# Activity
Which lines in the records below include the word "main"? Report each of them in full.

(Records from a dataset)
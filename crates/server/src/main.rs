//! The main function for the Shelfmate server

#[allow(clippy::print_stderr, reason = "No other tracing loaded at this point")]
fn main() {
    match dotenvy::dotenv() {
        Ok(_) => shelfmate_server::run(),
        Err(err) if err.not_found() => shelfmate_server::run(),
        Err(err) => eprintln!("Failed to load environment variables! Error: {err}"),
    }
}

# Answer to the problem
filename crates/server/src/main.rs
//! The main function for the Shelfmate server
fn main() {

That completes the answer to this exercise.